Messi Biology has highlighted a significant advancement in solid-state battery technology, addressing a critical bottleneck that has hindered its development. As the demand for new energy vehicles and energy storage technology grows, the next generation of solid-state batteries has become a key focus for the industry. These batteries promise higher energy density (potentially exceeding 400Wh/kg) and enhanced safety compared to traditional liquid lithium-ion batteries.

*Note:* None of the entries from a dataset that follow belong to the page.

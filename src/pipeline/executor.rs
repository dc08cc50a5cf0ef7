use chrono::Utc;
use tracing::{Instrument, debug, info, info_span};
use uuid::Uuid;

use super::report::RunReport;
use super::stages::{
    PipelinePaths, read_description, read_resume, save_resume, tailor_resume,
};
use super::state::{PipelineState, Slot, Stage};
use crate::capability::{FileAccess, TextGenerator, WriteStatus};
use crate::error::TailorError;

/// Runs the fixed stage chain over a fresh [`PipelineState`].
///
/// No retries and no branching: the first stage error ends the run and is
/// returned as is. A failed write is not an error and still yields a report.
pub struct Executor<'a, F, G> {
    files: &'a F,
    generator: &'a G,
    paths: PipelinePaths,
}

impl<'a, F: FileAccess, G: TextGenerator> Executor<'a, F, G> {
    pub fn new(files: &'a F, generator: &'a G, paths: PipelinePaths) -> Self {
        Self {
            files,
            generator,
            paths,
        }
    }

    pub async fn run(&self) -> Result<RunReport, TailorError> {
        self.run_with(|_| {}).await
    }

    /// Like [`run`](Self::run), calling `on_stage` right before each stage starts.
    pub async fn run_with(&self, mut on_stage: impl FnMut(Stage)) -> Result<RunReport, TailorError> {
        let run_id = Uuid::new_v4();
        let started_at = Utc::now();
        let span = info_span!("run", run_id = %run_id);

        async move {
            let mut state = PipelineState::new();
            let write_status = self
                .run_stages(&Stage::ALL, &mut state, &mut on_stage)
                .await?
                .unwrap_or_else(|| WriteStatus::Failed {
                    path: self.paths.output.clone(),
                    reason: "save stage was not executed".into(),
                });
            let tailored_chars = state
                .get(Slot::TailoredResume)
                .map_or(0, |text| text.chars().count());

            let report = RunReport::new(
                run_id,
                Stage::ALL.to_vec(),
                write_status,
                tailored_chars,
                started_at,
            );
            info!(
                persisted = report.persisted(),
                duration_ms = report.duration_ms,
                "run complete"
            );
            Ok(report)
        }
        .instrument(span)
        .await
    }

    /// Execute `stages` in order against `state`.
    ///
    /// Refuses to start a stage whose declared inputs are unset. Returns the
    /// write status if `SaveResume` was among the stages.
    pub async fn run_stages(
        &self,
        stages: &[Stage],
        state: &mut PipelineState,
        on_stage: &mut impl FnMut(Stage),
    ) -> Result<Option<WriteStatus>, TailorError> {
        let mut write_status = None;

        for &stage in stages {
            if let Some(slot) = stage.missing_input(state) {
                return Err(TailorError::MissingSlot { stage, slot });
            }
            on_stage(stage);
            info!(%stage, "stage started");

            match stage {
                Stage::ReadResume => {
                    read_resume(state, self.files, &self.paths.resume).await?;
                }
                Stage::ReadDescription => {
                    read_description(state, self.files, &self.paths.description).await?;
                }
                Stage::TailorResume => tailor_resume(state, self.generator).await?,
                Stage::SaveResume => {
                    let status = save_resume(&*state, self.files, &self.paths.output).await?;
                    info!(%status, "save finished");
                    write_status = Some(status);
                }
            }
            debug!(%stage, writes = ?stage.writes(), "stage finished");
        }

        Ok(write_status)
    }
}

#[cfg(test)]
mod tests {
    use std::path::PathBuf;
    use std::time::Duration;

    use serde_json::json;
    use tempfile::TempDir;
    use wiremock::matchers::method;
    use wiremock::{Mock, MockServer, ResponseTemplate};

    use super::*;
    use crate::capability::{LocalFiles, WriteMode};
    use crate::inference::{GenerationParameters, InferenceClient};
    use crate::pipeline::fakes::{FakeGenerator, MemoryFiles};

    const RESUME: &str = "EXPERIENCE\nAcme Corp, 2020-2022, Engineer\n...";
    const JOB: &str = "Seeking a backend engineer with Go experience.";

    fn inputs() -> MemoryFiles {
        MemoryFiles::with(&[("resume.txt", RESUME), ("description.txt", JOB)])
    }

    fn paths_in(dir: &TempDir) -> PipelinePaths {
        PipelinePaths {
            resume: dir.path().join("resume.txt"),
            description: dir.path().join("description.txt"),
            output: dir.path().join("new_resume.txt"),
        }
    }

    fn write_inputs(dir: &TempDir) {
        std::fs::write(dir.path().join("resume.txt"), RESUME).unwrap();
        std::fs::write(dir.path().join("description.txt"), JOB).unwrap();
    }

    #[tokio::test]
    async fn happy_path_runs_every_stage_in_order() {
        let files = inputs();
        let generator = FakeGenerator::replying("TAILORED RESUME");
        let executor = Executor::new(&files, &generator, PipelinePaths::default());

        let mut seen = Vec::new();
        let report = executor.run_with(|stage| seen.push(stage)).await.unwrap();

        assert_eq!(seen, Stage::ALL.to_vec());
        assert_eq!(report.stages, Stage::ALL.to_vec());
        assert!(report.persisted());
        assert_eq!(report.output_path, PathBuf::from("new_resume.txt"));
        assert_eq!(report.tailored_chars, 15);
        assert_eq!(
            *files.reads.borrow(),
            vec![PathBuf::from("resume.txt"), PathBuf::from("description.txt")]
        );
        assert_eq!(
            files.content("new_resume.txt").as_deref(),
            Some("TAILORED RESUME")
        );
    }

    #[tokio::test]
    async fn tailored_length_counts_characters_not_bytes() {
        let files = inputs();
        let generator = FakeGenerator::replying("Currículo técnico");
        let report = Executor::new(&files, &generator, PipelinePaths::default())
            .run()
            .await
            .unwrap();

        assert_eq!(report.tailored_chars, 17);
        assert_eq!(
            files.content("new_resume.txt").as_deref(),
            Some("Currículo técnico")
        );
    }

    #[tokio::test]
    async fn prompt_contains_both_inputs_verbatim() {
        let files = inputs();
        let generator = FakeGenerator::replying("ok");
        Executor::new(&files, &generator, PipelinePaths::default())
            .run()
            .await
            .unwrap();

        let prompts = generator.prompts.borrow();
        assert_eq!(prompts.len(), 1);
        assert!(prompts[0].contains(RESUME));
        assert!(prompts[0].contains(JOB));
    }

    #[tokio::test]
    async fn resume_read_failure_stops_before_anything_else() {
        let files = MemoryFiles::with(&[("description.txt", JOB)]);
        let generator = FakeGenerator::replying("unused");
        let executor = Executor::new(&files, &generator, PipelinePaths::default());

        let mut seen = Vec::new();
        let err = executor.run_with(|stage| seen.push(stage)).await.unwrap_err();

        assert!(err.is_not_found());
        assert_eq!(seen, vec![Stage::ReadResume]);
        assert_eq!(*files.reads.borrow(), vec![PathBuf::from("resume.txt")]);
        assert!(generator.prompts.borrow().is_empty());
        assert!(files.writes.borrow().is_empty());
    }

    #[tokio::test]
    async fn endpoint_failure_aborts_without_writing() {
        let files = inputs();
        let generator = FakeGenerator::failing(503);
        let executor = Executor::new(&files, &generator, PipelinePaths::default());

        let err = executor.run().await.unwrap_err();

        assert!(matches!(err, TailorError::Endpoint(_)));
        assert!(files.writes.borrow().is_empty());
    }

    #[tokio::test]
    async fn failed_write_still_completes_the_run() {
        let files = inputs().failing_writes();
        let generator = FakeGenerator::replying("TAILORED");
        let executor = Executor::new(&files, &generator, PipelinePaths::default());

        let report = executor.run().await.unwrap();

        assert!(!report.persisted());
        assert_eq!(report.stages, Stage::ALL.to_vec());
        assert_eq!(
            report.write_status.to_string(),
            "Error writing file: disk full"
        );
        assert_eq!(files.writes.borrow().len(), 1);
    }

    #[tokio::test]
    async fn stage_with_unset_inputs_is_never_invoked() {
        let files = inputs();
        let generator = FakeGenerator::replying("unused");
        let executor = Executor::new(&files, &generator, PipelinePaths::default());
        let mut state = PipelineState::new();

        let err = executor
            .run_stages(&[Stage::TailorResume], &mut state, &mut |_: Stage| {})
            .await
            .unwrap_err();
        assert!(matches!(
            err,
            TailorError::MissingSlot {
                stage: Stage::TailorResume,
                slot: Slot::ResumeData
            }
        ));
        assert!(generator.prompts.borrow().is_empty());

        let err = executor
            .run_stages(&[Stage::SaveResume], &mut state, &mut |_: Stage| {})
            .await
            .unwrap_err();
        assert!(matches!(err, TailorError::MissingSlot { .. }));
        assert!(files.writes.borrow().is_empty());
    }

    #[tokio::test]
    async fn read_stages_alone_fill_inputs() {
        let files = inputs();
        let generator = FakeGenerator::replying("unused");
        let executor = Executor::new(&files, &generator, PipelinePaths::default());
        let mut state = PipelineState::new();

        let status = executor
            .run_stages(
                &[Stage::ReadResume, Stage::ReadDescription],
                &mut state,
                &mut |_: Stage| {},
            )
            .await
            .unwrap();

        assert!(status.is_none());
        assert_eq!(state.resume_data.as_deref(), Some(RESUME));
        assert_eq!(state.job_data.as_deref(), Some(JOB));
        assert!(state.tailored_resume.is_none());
    }

    #[tokio::test]
    async fn rerun_overwrites_existing_output() {
        let dir = TempDir::new().unwrap();
        write_inputs(&dir);
        std::fs::write(dir.path().join("new_resume.txt"), "stale content from last week").unwrap();

        let files = LocalFiles::new(WriteMode::Overwrite);
        let generator = FakeGenerator::replying("fresh");
        let executor = Executor::new(&files, &generator, paths_in(&dir));

        let first = executor.run().await.unwrap();
        let second = executor.run().await.unwrap();

        assert!(first.persisted());
        assert!(second.persisted());
        assert_ne!(first.run_id, second.run_id);
        assert_eq!(
            std::fs::read_to_string(dir.path().join("new_resume.txt")).unwrap(),
            "fresh"
        );
    }

    #[tokio::test]
    async fn create_new_mode_reports_existing_output() {
        let dir = TempDir::new().unwrap();
        write_inputs(&dir);
        std::fs::write(dir.path().join("new_resume.txt"), "keep").unwrap();

        let files = LocalFiles::new(WriteMode::CreateNew);
        let generator = FakeGenerator::replying("fresh");
        let report = Executor::new(&files, &generator, paths_in(&dir))
            .run()
            .await
            .unwrap();

        assert!(matches!(report.write_status, WriteStatus::AlreadyExists { .. }));
        assert_eq!(
            std::fs::read_to_string(dir.path().join("new_resume.txt")).unwrap(),
            "keep"
        );
    }

    #[tokio::test]
    async fn end_to_end_against_http_endpoint() {
        let dir = TempDir::new().unwrap();
        write_inputs(&dir);
        std::fs::write(dir.path().join("new_resume.txt"), "previous").unwrap();

        let server = MockServer::start().await;
        Mock::given(method("POST"))
            .respond_with(
                ResponseTemplate::new(200)
                    .set_body_json(json!([{"generated_text": "\n  EXPERIENCE\nAcme Corp, 2020-2022, Engineer\n- Go services  \n"}])),
            )
            .expect(1)
            .mount(&server)
            .await;

        let client = InferenceClient::with_base_url(
            "hf_test".into(),
            &server.uri(),
            "Qwen/Qwen2.5-72B-Instruct",
            GenerationParameters::new(0.5, 1024),
            Duration::from_secs(5),
        )
        .unwrap();
        let files = LocalFiles::default();

        let report = Executor::new(&files, &client, paths_in(&dir))
            .run()
            .await
            .unwrap();

        assert!(report.persisted());
        assert_eq!(
            std::fs::read_to_string(dir.path().join("new_resume.txt")).unwrap(),
            "EXPERIENCE\nAcme Corp, 2020-2022, Engineer\n- Go services"
        );

        let requests = server.received_requests().await.unwrap();
        let body: serde_json::Value = serde_json::from_slice(&requests[0].body).unwrap();
        let inputs = body["inputs"].as_str().unwrap();
        assert!(inputs.contains(RESUME));
        assert!(inputs.contains(JOB));
    }
}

However, a crucial challenge remains: the significant decrease in ionic conductivity of the electrolyte at high temperatures. For instance, common sulfide solid electrolytes experience structural collapse at temperatures above 800°C. The high-temperature environments found in automobile engine compartments or energy storage power stations can easily compromise battery performance.
To overcome this “high-temperature curse,” researchers have discovered that combining nano-magnesium oxide with perovskite materials offers a perfect solution. While perovskite materials possess excellent ion-conduction capabilities, they are prone to phase changes at high temperatures. Nano-magnesium oxide, with its high melting point of 2852°C and strong chemical stability, acts as a “scaffold” to stabilize the crystal structure of the perovskite, preventing deformation at elevated temperatures.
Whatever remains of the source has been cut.